Every line of the following records that includes "success" should be copied.

#### [Exercise materials]
——————

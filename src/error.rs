//! Error types for the cache and controller layers.

use std::fmt;

/// Result type for crud-kit operations.
pub type Result<T> = std::result::Result<T, Error>;

/// Fallback text used when a server-side failure carries no better description.
pub const SERVER_ERROR_MESSAGE: &str = "Server connection error";

/// Error types for crud-kit.
///
/// Only `Transport` is ever surfaced by the cache layer. Storage-side variants
/// (`Storage`, `QuotaExceeded`, `DeserializationError`) are absorbed inside
/// [`CacheStore`](crate::store::CacheStore) and turned into cache misses.
#[derive(Debug, Clone, PartialEq, Eq)]
pub enum Error {
    /// The request could not complete, or completed with a non-success status.
    ///
    /// `status` is `None` when no response was received at all
    /// (DNS failure, connection refused, offline).
    Transport {
        /// HTTP status code, when a response was received.
        status: Option<u16>,
        /// Human readable description of the failure.
        message: String,
    },

    /// Persistent store failed to read or write.
    Storage(String),

    /// Write rejected because the store would exceed its quota.
    QuotaExceeded {
        /// Configured quota in bytes.
        limit: usize,
        /// Bytes the store would hold after the write.
        requested: usize,
    },

    /// Value could not be encoded to JSON.
    SerializationError(String),

    /// Stored or received JSON could not be decoded.
    DeserializationError(String),

    /// Invalid settings.
    ConfigError(String),

    /// Generic error with custom message.
    Other(String),
}

impl Error {
    /// Build a transport failure from an HTTP status.
    pub fn status(status: u16) -> Self {
        Error::Transport {
            status: Some(status),
            message: format!("ApiError: {}", status),
        }
    }

    /// Build a transport failure for a request that never got a response.
    pub fn network(message: impl Into<String>) -> Self {
        Error::Transport {
            status: None,
            message: message.into(),
        }
    }

    /// HTTP status carried by a transport failure.
    pub fn status_code(&self) -> Option<u16> {
        match self {
            Error::Transport { status, .. } => *status,
            _ => None,
        }
    }

    /// True for failures of the persistent store.
    pub fn is_storage(&self) -> bool {
        matches!(
            self,
            Error::Storage(_) | Error::QuotaExceeded { .. } | Error::DeserializationError(_)
        )
    }

    /// Reduce the error to a message fit for an inline error or a toast.
    ///
    /// Status-bearing transport failures map to a status-derived message,
    /// everything else uses its own message, and `default` covers errors
    /// without any usable text.
    pub fn user_message(&self, default: &str) -> String {
        if let Some(status) = self.status_code() {
            return status_message(status);
        }

        let own = match self {
            Error::Transport { message, .. } => message.clone(),
            Error::Storage(msg)
            | Error::SerializationError(msg)
            | Error::DeserializationError(msg)
            | Error::ConfigError(msg)
            | Error::Other(msg) => msg.clone(),
            Error::QuotaExceeded { .. } => self.to_string(),
        };

        if own.trim().is_empty() {
            default.to_string()
        } else {
            own
        }
    }
}

/// Message shown to the user for a non-success HTTP status.
pub fn status_message(status: u16) -> String {
    match status {
        400 => "The request was invalid".to_string(),
        401 | 403 => "You are not authorized to perform this action".to_string(),
        404 => "The requested resource was not found".to_string(),
        408 | 429 => "The server is busy, please try again later".to_string(),
        500..=599 => SERVER_ERROR_MESSAGE.to_string(),
        other => format!("Request failed with status {}", other),
    }
}

impl fmt::Display for Error {
    fn fmt(&self, f: &mut fmt::Formatter<'_>) -> fmt::Result {
        match self {
            Error::Transport {
                status: Some(status),
                message,
            } => write!(f, "Transport error ({}): {}", status, message),
            Error::Transport {
                status: None,
                message,
            } => write!(f, "Transport error: {}", message),
            Error::Storage(msg) => write!(f, "Storage error: {}", msg),
            Error::QuotaExceeded { limit, requested } => write!(
                f,
                "Storage quota exceeded: {} bytes requested, limit is {}",
                requested, limit
            ),
            Error::SerializationError(msg) => write!(f, "Serialization error: {}", msg),
            Error::DeserializationError(msg) => write!(f, "Deserialization error: {}", msg),
            Error::ConfigError(msg) => write!(f, "Config error: {}", msg),
            Error::Other(msg) => write!(f, "Error: {}", msg),
        }
    }
}

impl std::error::Error for Error {}

// ============================================================================
// Conversions from other error types
// ============================================================================

impl From<serde_json::Error> for Error {
    fn from(e: serde_json::Error) -> Self {
        if e.is_io() {
            Error::Storage(e.to_string())
        } else if e.is_syntax() || e.is_data() || e.is_eof() {
            Error::DeserializationError(e.to_string())
        } else {
            Error::SerializationError(e.to_string())
        }
    }
}

impl From<std::io::Error> for Error {
    fn from(e: std::io::Error) -> Self {
        Error::Storage(e.to_string())
    }
}

impl From<reqwest::Error> for Error {
    fn from(e: reqwest::Error) -> Self {
        match e.status() {
            Some(status) => Error::status(status.as_u16()),
            None if e.is_decode() => Error::DeserializationError(e.to_string()),
            None => Error::network(e.to_string()),
        }
    }
}

impl From<String> for Error {
    fn from(e: String) -> Self {
        Error::Other(e)
    }
}

impl From<&str> for Error {
    fn from(e: &str) -> Self {
        Error::Other(e.to_string())
    }
}

#[cfg(test)]
mod tests {
    use super::*;

    #[test]
    fn test_error_display() {
        let err = Error::Storage("disk full".to_string());
        assert_eq!(err.to_string(), "Storage error: disk full");

        let err = Error::status(404);
        assert_eq!(err.to_string(), "Transport error (404): ApiError: 404");
    }

    #[test]
    fn test_error_from_string() {
        let err: Error = "test error".into();
        assert!(matches!(err, Error::Other(_)));
    }

    #[test]
    fn test_user_message_uses_status() {
        assert_eq!(
            Error::status(404).user_message("Failed to fetch data"),
            "The requested resource was not found"
        );
        assert_eq!(
            Error::status(503).user_message("Failed to fetch data"),
            SERVER_ERROR_MESSAGE
        );
        assert_eq!(
            Error::status(418).user_message("x"),
            "Request failed with status 418"
        );
    }

    #[test]
    fn test_user_message_uses_own_message() {
        let err = Error::network("connection refused");
        assert_eq!(err.user_message("Failed to add the user"), "connection refused");
    }

    #[test]
    fn test_user_message_falls_back_to_default() {
        let err = Error::Other(String::new());
        assert_eq!(
            err.user_message("Failed to delete the user"),
            "Failed to delete the user"
        );
    }

    #[test]
    fn test_storage_classification() {
        assert!(Error::Storage("x".into()).is_storage());
        assert!(Error::QuotaExceeded {
            limit: 1,
            requested: 2
        }
        .is_storage());
        assert!(!Error::status(500).is_storage());
    }

    #[test]
    fn test_from_json_error() {
        let err: Error = serde_json::from_str::<u32>("{not json").unwrap_err().into();
        assert!(matches!(err, Error::DeserializationError(_)));
    }
}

——————

#### [Solution for this exercise]
    /// The request could not complete, or completed with a non-success status.
/// Message shown to the user for a non-success HTTP status.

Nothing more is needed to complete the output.